AN embattled toy retailer is said to have tabled a fresh pensions proposal to save thousands of jobs.

Toys ‘R’ Us UK is understood to have made concessions over a pension deficit as bosses frantically work to prevent the business from collapsing.

The company, which earlier this month unveiled store closure plans, is believed to have put forward a new deal aimed at eliminating a shortfall, following pressure from the Pension Protection Fund (PPF).

It is understood the deal would shift its deficit recovery plan to ten years from 15 years, and offer a larger payment than the £1.6m planned in January and March.

However, around 3,200 jobs hang in the balance because the PPF has so far refused to back the retailer’s rescue plan unless it agrees to pay £9m upfront into its pension fund.
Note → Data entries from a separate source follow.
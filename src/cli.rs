//! Command line front end for the evalbox binary.

use crate::check::checker::OutputChecker;
use crate::config::types::{Result as EvalResult, RunConfig, TrialSet};
use crate::discovery;
use crate::exec::relay::SignalRelay;
use crate::report::json::JsonReport;
use crate::report::timer::Timer;
use crate::runner::evaluator::Evaluator;
use anyhow::Result;
use clap::Parser;
use std::path::PathBuf;

/// Run a program across test-case files, timing every trial and grading
/// its output against expected results.
#[derive(Parser, Debug)]
#[command(author, version, about, long_about = None)]
struct Cli {
    /// The executable to evaluate, followed by its arguments (exec'd
    /// directly, no shell, no PATH search). Harness options go before it;
    /// every token after it is passed through untouched.
    #[arg(
        required = true,
        trailing_var_arg = true,
        allow_hyphen_values = true,
        value_name = "PROGRAM"
    )]
    command: Vec<String>,

    /// Directory scanned for input files
    #[arg(short = 'd', long, value_name = "DIR")]
    input_dir: Option<PathBuf>,

    /// Directory scanned for expected output files
    #[arg(short = 'D', long, value_name = "DIR")]
    output_dir: Option<PathBuf>,

    /// Suffix identifying input files, e.g. ".in"
    #[arg(short = 'e', long, value_name = "SUFFIX")]
    input_ext: Option<String>,

    /// Suffix identifying expected output files, e.g. ".out"
    #[arg(short = 'E', long, value_name = "SUFFIX")]
    output_ext: Option<String>,

    /// Explicit input file; "--input=--" means the harness's own stdin;
    /// repeatable
    #[arg(long = "input", value_name = "FILE", allow_hyphen_values = true)]
    inputs: Vec<String>,

    /// Explicit expected output file, paired with --input in order; repeatable
    #[arg(long = "output", value_name = "FILE")]
    outputs: Vec<String>,

    /// Trials per test case
    #[arg(short = 'n', long, default_value_t = 1, value_name = "COUNT")]
    trials: u32,

    /// CPU time limit per trial in seconds (0 = unlimited)
    #[arg(long, default_value_t = 0, value_name = "SECS")]
    cpu_limit: u64,

    /// Wall clock limit per trial in seconds (0 = unlimited)
    #[arg(long, default_value_t = 0, value_name = "SECS")]
    wall_limit: u64,

    /// Only check outputs, skip the timing report
    #[arg(short = 's', long, conflicts_with = "time_only")]
    test_only: bool,

    /// Only time, skip output checking
    #[arg(short = 'm', long)]
    time_only: bool,

    /// Check every trial's output instead of only the first trial's
    #[arg(long)]
    compare_every_trial: bool,

    /// Ignore whitespace when comparing output
    #[arg(short = 'w', long)]
    ignore_whitespace: bool,

    /// Ignore this character when comparing output; repeatable
    #[arg(long = "ignore-char", value_name = "CHAR")]
    ignore_chars: Vec<char>,

    /// Tolerate extra output beyond the expected text
    #[arg(long)]
    ignore_extra: bool,

    /// Tolerate output that stops short of the expected text
    #[arg(long)]
    ignore_truncation: bool,

    /// Digits after the decimal point in timing tables
    #[arg(long, default_value_t = 4, value_name = "DIGITS")]
    precision: usize,

    /// Report only the per-case averages
    #[arg(long, conflicts_with = "no_avg")]
    avg_only: bool,

    /// Report only the individual trials, no averages
    #[arg(long)]
    no_avg: bool,

    /// Add a row of per-trial exit codes to each timing table
    #[arg(long)]
    exit_codes: bool,

    /// Emit a JSON report instead of the human-readable output
    #[arg(long)]
    json: bool,
}

impl Cli {
    /// First command token. Parsing requires at least one value, so the
    /// index is always in bounds.
    fn program(&self) -> &str {
        &self.command[0]
    }

    fn args(&self) -> Vec<String> {
        self.command[1..].to_vec()
    }
}

pub fn run() -> Result<()> {
    env_logger::init();
    let cli = Cli::parse();
    let relay = SignalRelay::install()?;

    let (inputs, outputs) = match assemble_matrix(&cli)? {
        Some(matrix) => matrix,
        None => {
            eprintln!("No test cases found");
            return Ok(());
        }
    };

    let config = RunConfig {
        program: PathBuf::from(cli.program()),
        args: cli.args(),
        trials: cli.trials,
        cpu_limit_secs: cli.cpu_limit,
        wall_limit_secs: cli.wall_limit,
        run_tests: !cli.time_only,
        run_timing: !cli.test_only,
        compare_every_trial: cli.compare_every_trial,
        announce_checks: !cli.json,
    };

    let evaluator = Evaluator::new(config.clone(), build_checker(&cli), &relay);
    let sets = evaluator.run(&inputs, &outputs)?;

    if cli.json {
        println!("{}", JsonReport::build(&config, &sets).to_pretty()?);
    } else if config.run_timing {
        build_timer(&cli).print(&sets);
    }
    if !cli.json {
        print_tally(&config, &sets);
    }

    if run_failed(&sets) {
        std::process::exit(1);
    }
    Ok(())
}

/// Build the case matrix: discovered pairs first, explicit pairs after.
/// `None` means discovery was asked for and matched nothing, so there is
/// nothing to run. Only a bare invocation (no discovery flags, no explicit
/// pairs) falls back to a single case with no input and no expected output.
fn assemble_matrix(cli: &Cli) -> EvalResult<Option<(Vec<String>, Vec<String>)>> {
    let (mut inputs, mut outputs) = discover_cases(cli)?;
    append_explicit_cases(&mut inputs, &mut outputs, cli);
    if inputs.is_empty() {
        if discovery_requested(cli) {
            return Ok(None);
        }
        inputs.push(String::new());
        outputs.push(String::new());
    }
    Ok(Some((inputs, outputs)))
}

fn discovery_requested(cli: &Cli) -> bool {
    cli.input_dir.is_some()
        || cli.output_dir.is_some()
        || cli.input_ext.is_some()
        || cli.output_ext.is_some()
}

/// Scan for test files, each side only when its own flags ask for it.
/// Asking for inputs but not outputs yields cases with no expected file,
/// not a scan of the whole working directory.
fn discover_cases(cli: &Cli) -> EvalResult<(Vec<String>, Vec<String>)> {
    let ins = if cli.input_dir.is_some() || cli.input_ext.is_some() {
        let dir = cli.input_dir.clone().unwrap_or_else(|| PathBuf::from("."));
        let suffix = cli.input_ext.clone().unwrap_or_default();
        discovery::files_by_suffix(&dir, &suffix)?
    } else {
        Vec::new()
    };
    let outs = if cli.output_dir.is_some() || cli.output_ext.is_some() {
        let dir = cli.output_dir.clone().unwrap_or_else(|| PathBuf::from("."));
        let suffix = cli.output_ext.clone().unwrap_or_default();
        discovery::files_by_suffix(&dir, &suffix)?
    } else {
        Vec::new()
    };
    Ok(discovery::pair_stems(ins, outs))
}

/// Append --input/--output pairs after the discovered cases. The shorter
/// list is padded with the no-file sentinel.
fn append_explicit_cases(inputs: &mut Vec<String>, outputs: &mut Vec<String>, cli: &Cli) {
    let extra = cli.inputs.len().max(cli.outputs.len());
    for k in 0..extra {
        inputs.push(cli.inputs.get(k).cloned().unwrap_or_default());
        outputs.push(cli.outputs.get(k).cloned().unwrap_or_default());
    }
}

fn build_checker(cli: &Cli) -> OutputChecker {
    let mut checker = OutputChecker::new();
    if cli.ignore_whitespace {
        checker = checker.ignore_whitespace();
    }
    for &c in &cli.ignore_chars {
        checker = checker.ignore_char(c);
    }
    if cli.ignore_extra {
        checker = checker.ignore_extra_output();
    }
    if cli.ignore_truncation {
        checker = checker.ignore_truncated_output();
    }
    checker
}

fn build_timer(cli: &Cli) -> Timer {
    let mut timer = Timer::new().precision(cli.precision);
    if cli.avg_only {
        timer = timer.only_avg();
    }
    if cli.no_avg {
        timer = timer.no_avg();
    }
    if cli.exit_codes {
        timer = timer.show_exit_codes();
    }
    timer
}

/// Tally over every case, so a case whose trials all errored still counts
/// against the total instead of silently shrinking it.
fn tally_line(config: &RunConfig, sets: &[TrialSet]) -> Option<String> {
    if !config.run_tests || sets.is_empty() {
        return None;
    }
    let passed = sets.iter().filter(|s| s.passed == Some(true)).count();
    Some(format!("Passed {passed} of {} test cases", sets.len()))
}

fn print_tally(config: &RunConfig, sets: &[TrialSet]) {
    if let Some(line) = tally_line(config, sets) {
        println!("{line}");
    }
    let errored: u32 = sets.iter().map(|s| s.errored_trials).sum();
    if errored > 0 {
        eprintln!("{errored} trial(s) did not complete");
    }
}

fn run_failed(sets: &[TrialSet]) -> bool {
    sets.iter()
        .any(|s| s.passed == Some(false) || s.errored_trials > 0)
}
//! Scratch files
//!
//! Uniquely named files under the system temp directory, removed on drop.

use crate::config::types::Result;
use log::{debug, warn};
use std::fs::File;
use std::path::{Path, PathBuf};
use uuid::Uuid;

/// An empty file in the temp directory that cleans itself up.
///
/// The name carries a tag, the harness pid and a random id, so concurrent
/// harness invocations never collide and a leftover is attributable.
pub struct ScratchFile {
    path: PathBuf,
}

impl ScratchFile {
    pub fn create(tag: &str) -> Result<Self> {
        let name = format!(
            "evalbox-{}-{}-{}.eval",
            tag,
            std::process::id(),
            Uuid::new_v4()
        );
        let path = std::env::temp_dir().join(name);
        File::create(&path)?;
        debug!("created scratch file {}", path.display());
        Ok(Self { path })
    }

    pub fn path(&self) -> &Path {
        &self.path
    }
}

impl Drop for ScratchFile {
    fn drop(&mut self) {
        if let Err(err) = std::fs::remove_file(&self.path) {
            if err.kind() != std::io::ErrorKind::NotFound {
                warn!(
                    "failed to remove scratch file {}: {}",
                    self.path.display(),
                    err
                );
            }
        }
    }
}

#[cfg(test)]
mod tests {
    use super::*;

    #[test]
    fn creates_an_empty_file_and_removes_it_on_drop() {
        let scratch = ScratchFile::create("test").expect("create scratch");
        let path = scratch.path().to_path_buf();
        assert!(path.exists());
        assert_eq!(std::fs::metadata(&path).unwrap().len(), 0);
        drop(scratch);
        assert!(!path.exists());
    }

    #[test]
    fn two_scratch_files_never_share_a_path() {
        let a = ScratchFile::create("pair").expect("create first");
        let b = ScratchFile::create("pair").expect("create second");
        assert_ne!(a.path(), b.path());
    }

    #[test]
    fn drop_tolerates_a_file_already_gone() {
        let scratch = ScratchFile::create("gone").expect("create scratch");
        std::fs::remove_file(scratch.path()).unwrap();
        drop(scratch);
    }
}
The PPF wants Toys ‘R’ Us to make the payment to secure three years’ worth of funding upfront for its defined salary staff pension scheme, which has a shortfall of between £25m and £30m.

But the business, which previously confirmed a store on Teesside Retail Park, near Stockton, and outlets in Gateshead and Sunderland had escaped the axe, is not believed to have enough cash to meet the PPF’s demands.

The retailer, which is owned by US-based Toys ‘R’ Us Inc, trades from 84 stores in the UK and has 21 concessions.

Upon announcing its turnaround plan, bosses said trading had suffered at its warehouse-style stores, which are now “too big and expensive to run”, with the firm also understood to have struggled against online competition.